27 junio, 2007

Todos iguales

Una ventaja de vivir en un estado de derecho como el nuestro es que, al menos de entrada, se supone que todos estamos dispuestos a ajustar nuestras acciones a un marco de convivencia libremente aceptado.
Esto de que “todo vale” está muy bien para los discursos –vende bien-, pero en la práctica se muestra imposible, porque viviendo en sociedad no todos podemos hacer al mismo tiempo lo que nos apetece. Si a alguien se le ocurre conducir en dirección contraria, espero que otro le detenga a tiempo y no se deje amilanar por el discurso de “es que me apetecía”. El resto de los conductores no veremos en esa decisión un ataque a la libertad ni un abuso de poder.
Hasta los políticos más tolerantes se encuentran de vez en cuando en la tesitura de no poder llevar hasta sus últimas consecuencias sus discursos, y a veces tienen que impedir determinados comportamientos.
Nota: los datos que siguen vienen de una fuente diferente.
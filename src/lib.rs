//! Civil calendar systems behind one date abstraction.
//!
//! A [`Calendar`] wraps one [`CalendarSystem`]: the proleptic ISO calendar,
//! the Japanese imperial calendar, the Republic-era (Minguo) and Buddhist-era
//! calendars, or a [`LunarCalendar`] whose month lengths are tabulated per
//! year. Dates ([`CalendarDate`]) and amounts ([`Period`]) are bound to their
//! calendar, and a bag of calendar fields ([`FieldValues`]) can be resolved
//! into a date under one of three [`ResolverStyle`]s.
//!
//! ```
//! use civil_calendar::{Calendar, ChronoField, FieldValues, ResolverStyle};
//!
//! let mut fields = FieldValues::new()
//!     .with(ChronoField::Year, 2023)
//!     .with(ChronoField::MonthOfYear, 2)
//!     .with(ChronoField::DayOfMonth, 30);
//! let date = Calendar::iso()
//!     .resolve_date(&mut fields, ResolverStyle::Smart)?
//!     .expect("year, month and day form a complete date");
//! assert_eq!(date.day(), 28);
//! # Ok::<(), civil_calendar::CalendarError>(())
//! ```

mod calendar;
mod config;
mod consts;
mod date;
mod error;
mod field;
mod iso;
mod japanese;
mod lunar;
mod offset;
mod period;
mod prelude;
mod range;
mod registry;
mod resolve;
mod system;
mod table;
mod types;

pub use calendar::Calendar;
pub use config::{MonthLengths, VariableCalendarConfig};
pub use consts::*;
pub use date::CalendarDate;
pub use error::CalendarError;
pub use field::{ChronoField, FieldValues};
pub use japanese::JapaneseCalendar;
pub use lunar::LunarCalendar;
pub use offset::OffsetCalendar;
pub use period::Period;
pub use range::ValueRange;
pub use registry::CalendarRegistry;
pub use resolve::FieldResolver;
pub use system::CalendarSystem;
pub use table::MonthTable;
pub use types::{ChronoUnit, Era, ResolverStyle};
Si no, que se lo pregunten al Fiscal General, o al Ministro de Justicia (muy callado últimamente: será que en “El Jueves” no hay nadie del PP), o a la Vicepresidenta, que sigue resistiéndose a aceptar la evidencia de que “no todo vale”.
Una sociedad que tiene que divertirse a costa de burlarse o de insultar a los demás no es una sociedad madura. Una sociedad madura no es aquella en la que uno aguanta estoicamente que le insulten, sino aquella que no necesita tolerar estos comportamientos, porque todo el mundo tiene dos dedos de frente como para reconocer que cualquiera, sea príncipe o plebeyo, tiene derecho al buen nombre. Cuando uno no es capaz de distinguir entre la libertad de expresión y el insulto ni sabe autocontrolarse, es responsabilidad del gobernante pararle los pies antes de que cometa una tropelía peor.
En un estado de derecho se espera también del gobernante que aplique la ley sin arbitrariedades, utilizando los mismos criterios para juzgar a unos y otros. Al menos nos aseguramos que el poder se usará con una cierta coherencia, y no según los casos. Porque si el buen nombre de las personas debe respetarse –aun a costa de limitar la libertad de expresión-, también debería ponerse un límite cuando se insulta a las convicciones y a las creencias de las personas.
La misma celeridad con que se ha actuado en estos días debería haberse utilizado en situaciones anteriores, en las que, a veces echando mano de fondos públicos, se han lanzado injurias contra los sentimientos religiosos de la gente. No deja de ser una falta de coherencia, que dice muy poco de quien debería aplicar la ley –o mucho, según se mire-, que se exija más respeto hacia los príncipes de este mundo que hacia aquel que es Rey del universo.